[Stored data]

=======

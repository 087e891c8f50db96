//! Top-level UI layout: chart, controls sidebar and status bar.

pub mod candle_chart;
pub mod overlays;
pub mod sidebar;
pub mod status_bar;

use ratatui::Frame;
use ratatui::layout::{Constraint, Direction, Layout, Rect};

use crate::app::{AppState, Overlay};
use crate::theme::Theme;
use candle_chart::{chart_title, CandleChart};

const SIDEBAR_WIDTH: u16 = 34;

/// Draw the entire UI.
pub fn draw(f: &mut Frame, app: &AppState) {
    // Split: main area + 1-line status bar.
    let chunks = Layout::default()
        .direction(Direction::Vertical)
        .constraints([Constraint::Min(3), Constraint::Length(1)])
        .split(f.area());
    let main_area = chunks[0];

    let columns = Layout::default()
        .direction(Direction::Horizontal)
        .constraints([Constraint::Min(20), Constraint::Length(SIDEBAR_WIDTH)])
        .split(main_area);

    draw_chart(f, columns[0], app);
    sidebar::render(f, columns[1], app);
    status_bar::render(f, chunks[1], app);

    match app.overlay {
        Overlay::Help => overlays::render_help(f, main_area),
        Overlay::ErrorHistory => overlays::render_error_history(f, main_area, app),
        Overlay::None => {}
    }
}

fn draw_chart(f: &mut Frame, area: Rect, app: &AppState) {
    let theme = Theme::default();
    let tz_label = app.config.tz_label();

    let message = if let Some(fatal) = &app.fatal {
        fatal.clone()
    } else if app.choices.is_none() {
        "Connecting to venue...".to_string()
    } else if app.in_flight {
        "Sampling...".to_string()
    } else {
        match app.error_history.front() {
            Some(last) if app.last_applied.is_some() => last.message.clone(),
            _ => "Press n to draw a segment".to_string(),
        }
    };

    let mut chart = CandleChart::new(app.segment.as_ref(), &theme)
        .tz_label(&tz_label)
        .annotations(&app.annotations)
        .cursor(app.cursor)
        .message(&message);
    if let (Some(segment), Some(params)) = (&app.segment, &app.last_applied) {
        chart = chart.title(chart_title(
            &params.symbol_display,
            app.segment_mode.unwrap_or(params.mode),
            segment.timeframe(),
            segment.len(),
        ));
    }
    f.render_widget(chart, area);
}

/// Compute a centered rect for overlays.
pub fn centered_rect(percent_x: u16, percent_y: u16, area: Rect) -> Rect {
    let popup_layout = Layout::default()
        .direction(Direction::Vertical)
        .constraints([
            Constraint::Percentage((100 - percent_y) / 2),
            Constraint::Percentage(percent_y),
            Constraint::Percentage((100 - percent_y) / 2),
        ])
        .split(area);

    Layout::default()
        .direction(Direction::Horizontal)
        .constraints([
            Constraint::Percentage((100 - percent_x) / 2),
            Constraint::Percentage(percent_x),
            Constraint::Percentage((100 - percent_x) / 2),
        ])
        .split(popup_layout[1])[1]
}
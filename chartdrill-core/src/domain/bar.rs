//! Bar and Segment: the market data units handed to the chart.

use chrono::{DateTime, FixedOffset, TimeZone};
use serde::{Deserialize, Serialize};
use thiserror::Error;

use super::timeframe::Timeframe;

/// Raw OHLCV row as returned by the venue (`[ts_ms, open, high, low, close, volume]`).
#[derive(Debug, Clone, Copy, PartialEq, Serialize, Deserialize)]
pub struct RawBar {
    pub ts_ms: i64,
    pub open: f64,
    pub high: f64,
    pub low: f64,
    pub close: f64,
    pub volume: f64,
}

impl RawBar {
    /// Convert to a display bar in the given timezone.
    ///
    /// Returns `None` when the timestamp is outside chrono's representable range.
    pub fn to_bar(&self, tz: &FixedOffset) -> Option<Bar> {
        let time = tz.timestamp_millis_opt(self.ts_ms).single()?;
        Some(Bar {
            time,
            open: self.open,
            high: self.high,
            low: self.low,
            close: self.close,
            volume: self.volume,
        })
    }
}

/// OHLCV bar with its open time converted to the display timezone.
#[derive(Debug, Clone, PartialEq, Serialize, Deserialize)]
pub struct Bar {
    pub time: DateTime<FixedOffset>,
    pub open: f64,
    pub high: f64,
    pub low: f64,
    pub close: f64,
    pub volume: f64,
}

impl Bar {
    pub fn timestamp_ms(&self) -> i64 {
        self.time.timestamp_millis()
    }

    pub fn is_up(&self) -> bool {
        self.close >= self.open
    }

    /// High is the maximum and low the minimum of the bar, with no NaN
    /// anywhere. Comparisons against NaN are false, so one check covers both.
    pub fn is_sane(&self) -> bool {
        self.high >= self.low
            && self.high >= self.open
            && self.high >= self.close
            && self.low <= self.open
            && self.low <= self.close
    }
}

#[derive(Debug, Clone, PartialEq, Eq, Error)]
pub enum SegmentError {
    #[error("expected {expected} bars, got {actual}")]
    WrongLength { expected: usize, actual: usize },

    #[error("gap after bar {index}: expected {expected_ms}, got {actual_ms}")]
    Gap {
        index: usize,
        expected_ms: i64,
        actual_ms: i64,
    },

    #[error("segment must contain at least one bar")]
    Empty,
}

/// A fixed-length run of consecutive bars for one symbol.
///
/// Construction validates the length and that every bar is exactly one
/// timeframe after its predecessor, so a `Segment` is never partial. Only
/// `Segment::new` builds one, which is why it serializes but does not
/// deserialize.
#[derive(Debug, Clone, PartialEq, Serialize)]
pub struct Segment {
    symbol: String,
    timeframe: Timeframe,
    bars: Vec<Bar>,
}

impl Segment {
    pub fn new(
        symbol: impl Into<String>,
        timeframe: Timeframe,
        bars: Vec<Bar>,
        expected_len: usize,
    ) -> Result<Self, SegmentError> {
        if bars.is_empty() {
            return Err(SegmentError::Empty);
        }
        if bars.len() != expected_len {
            return Err(SegmentError::WrongLength {
                expected: expected_len,
                actual: bars.len(),
            });
        }
        check_consecutive(&bars, timeframe)?;
        Ok(Self {
            symbol: symbol.into(),
            timeframe,
            bars,
        })
    }

    pub fn symbol(&self) -> &str {
        &self.symbol
    }

    pub fn timeframe(&self) -> Timeframe {
        self.timeframe
    }

    pub fn bars(&self) -> &[Bar] {
        &self.bars
    }

    pub fn len(&self) -> usize {
        self.bars.len()
    }

    pub fn is_empty(&self) -> bool {
        self.bars.is_empty()
    }

    /// Open time of the first bar.
    pub fn start(&self) -> DateTime<FixedOffset> {
        self.bars[0].time
    }

    /// Open time of the last bar.
    pub fn end(&self) -> DateTime<FixedOffset> {
        self.bars[self.bars.len() - 1].time
    }

    /// Lowest low and highest high across the segment.
    pub fn price_range(&self) -> (f64, f64) {
        let low = self.bars.iter().map(|b| b.low).fold(f64::INFINITY, f64::min);
        let high = self
            .bars
            .iter()
            .map(|b| b.high)
            .fold(f64::NEG_INFINITY, f64::max);
        (low, high)
    }
}

fn check_consecutive(bars: &[Bar], timeframe: Timeframe) -> Result<(), SegmentError> {
    let step = timeframe.duration_ms();
    for (i, pair) in bars.windows(2).enumerate() {
        let expected_ms = pair[0].timestamp_ms() + step;
        let actual_ms = pair[1].timestamp_ms();
        if actual_ms != expected_ms {
            return Err(SegmentError::Gap {
                index: i,
                expected_ms,
                actual_ms,
            });
        }
    }
    Ok(())
}

#[cfg(test)]
mod tests {
    use super::*;

    fn taipei() -> FixedOffset {
        FixedOffset::east_opt(8 * 3600).unwrap()
    }

    fn raw(ts_ms: i64) -> RawBar {
        RawBar {
            ts_ms,
            open: 100.0,
            high: 102.0,
            low: 99.0,
            close: 101.0,
            volume: 12.5,
        }
    }

    fn bars_from(start_ms: i64, step_ms: i64, n: usize) -> Vec<Bar> {
        (0..n)
            .map(|i| raw(start_ms + i as i64 * step_ms).to_bar(&taipei()).unwrap())
            .collect()
    }

    #[test]
    fn raw_bar_converts_to_display_timezone() {
        let bar = raw(0).to_bar(&taipei()).unwrap();
        assert_eq!(bar.time.to_rfc3339(), "1970-01-01T08:00:00+08:00");
        assert_eq!(bar.timestamp_ms(), 0);
    }

    #[test]
    fn bar_is_sane() {
        let bar = raw(0).to_bar(&taipei()).unwrap();
        assert!(bar.is_sane());
        assert!(bar.is_up());
    }

    #[test]
    fn bar_with_nan_is_not_sane() {
        let mut bar = raw(0).to_bar(&taipei()).unwrap();
        bar.close = f64::NAN;
        assert!(!bar.is_sane());
    }

    #[test]
    fn inverted_high_low_is_not_sane() {
        let mut bar = raw(0).to_bar(&taipei()).unwrap();
        bar.high = 98.0;
        assert!(!bar.is_sane());
    }

    #[test]
    fn consecutive_bars_form_a_segment() {
        let bars = bars_from(1_700_000_100_000, 300_000, 4);
        let seg = Segment::new("BTCUSDT", Timeframe::M5, bars, 4).unwrap();
        assert_eq!(seg.len(), 4);
        assert_eq!(
            seg.end().timestamp_millis() - seg.start().timestamp_millis(),
            900_000
        );
    }

    #[test]
    fn gap_is_rejected() {
        let mut bars = bars_from(0, 300_000, 3);
        bars.push(raw(1_200_000).to_bar(&taipei()).unwrap());
        let err = Segment::new("BTCUSDT", Timeframe::M5, bars, 4).unwrap_err();
        assert_eq!(
            err,
            SegmentError::Gap {
                index: 2,
                expected_ms: 900_000,
                actual_ms: 1_200_000,
            }
        );
    }

    #[test]
    fn validated_segment_serializes_its_bars() {
        let seg = Segment::new("BTCUSDT", Timeframe::M5, bars_from(0, 300_000, 3), 3).unwrap();
        let json = serde_json::to_value(&seg).unwrap();
        assert_eq!(json["symbol"], "BTCUSDT");
        assert_eq!(json["bars"].as_array().map(Vec::len), Some(3));
    }

    #[test]
    fn wrong_length_is_rejected() {
        let bars = bars_from(0, 300_000, 3);
        let err = Segment::new("BTCUSDT", Timeframe::M5, bars, 4).unwrap_err();
        assert_eq!(err, SegmentError::WrongLength { expected: 4, actual: 3 });
    }

    #[test]
    fn price_range_spans_lows_and_highs() {
        let mut bars = bars_from(0, 300_000, 2);
        bars[1].high = 110.0;
        bars[0].low = 95.0;
        let seg = Segment::new("BTCUSDT", Timeframe::M5, bars, 2).unwrap();
        assert_eq!(seg.price_range(), (95.0, 110.0));
    }
}
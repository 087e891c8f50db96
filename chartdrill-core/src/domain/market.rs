//! Venue modes and catalog entries.

use serde::{Deserialize, Serialize};
use std::fmt;

/// Quote asset every listed symbol is priced in.
pub const QUOTE_ASSET: &str = "USDT";

/// Which market family the venue connection trades.
#[derive(Debug, Clone, Copy, PartialEq, Eq, Hash, Serialize, Deserialize)]
#[serde(rename_all = "snake_case")]
pub enum VenueMode {
    /// USDT-margined linear perpetual swaps.
    Derivatives,
    Spot,
}

impl VenueMode {
    /// Instrument class a shortlist in this mode is built from.
    pub fn instrument_class(self) -> InstrumentClass {
        match self {
            VenueMode::Derivatives => InstrumentClass::LinearPerpetual,
            VenueMode::Spot => InstrumentClass::Spot,
        }
    }

    /// Human-readable data source label shown next to the chart.
    pub fn source_label(self) -> &'static str {
        match self {
            VenueMode::Derivatives => "Binance Futures",
            VenueMode::Spot => "Binance Spot (fallback)",
        }
    }

    pub fn is_fallback(self) -> bool {
        self == VenueMode::Spot
    }
}

impl fmt::Display for VenueMode {
    fn fmt(&self, f: &mut fmt::Formatter<'_>) -> fmt::Result {
        match self {
            VenueMode::Derivatives => f.write_str("derivatives"),
            VenueMode::Spot => f.write_str("spot"),
        }
    }
}

#[derive(Debug, Clone, Copy, PartialEq, Eq, Hash, Serialize, Deserialize)]
#[serde(rename_all = "snake_case")]
pub enum InstrumentClass {
    Spot,
    LinearPerpetual,
    /// Delivery futures, inverse contracts, anything we never list.
    Other,
}

/// One tradable instrument from the venue catalog.
#[derive(Debug, Clone, PartialEq, Eq, Serialize, Deserialize)]
pub struct MarketDescriptor {
    pub base: String,
    pub quote: String,
    /// Venue-specific identifier used for bar requests (e.g. `BTCUSDT`).
    pub id: String,
    pub active: bool,
    pub class: InstrumentClass,
}

impl MarketDescriptor {
    /// Normalized display form, e.g. `BTC/USDT`.
    pub fn display_symbol(&self) -> String {
        display_symbol(&self.base)
    }

    /// True if this market belongs in a shortlist for the given mode.
    pub fn is_listable(&self, mode: VenueMode) -> bool {
        self.active
            && self.class == mode.instrument_class()
            && self.quote.eq_ignore_ascii_case(QUOTE_ASSET)
            && !self.id.is_empty()
    }
}

/// `{BASE}/USDT` for a base asset code.
pub fn display_symbol(base: &str) -> String {
    format!("{}/{QUOTE_ASSET}", base.to_uppercase())
}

=======

Would you copy, unchanged, the stretch of the records above that begins at the line containing "pub fn is_up(&self)" and ends at the line containing "self.high >= self.low", and only that?

**Result of the task**
    pub fn is_up(&self) -> bool {
        self.close >= self.open
    }

    /// High is the maximum and low the minimum of the bar, with no NaN
    /// anywhere. Comparisons against NaN are false, so one check covers both.
    pub fn is_sane(&self) -> bool {
        self.high >= self.low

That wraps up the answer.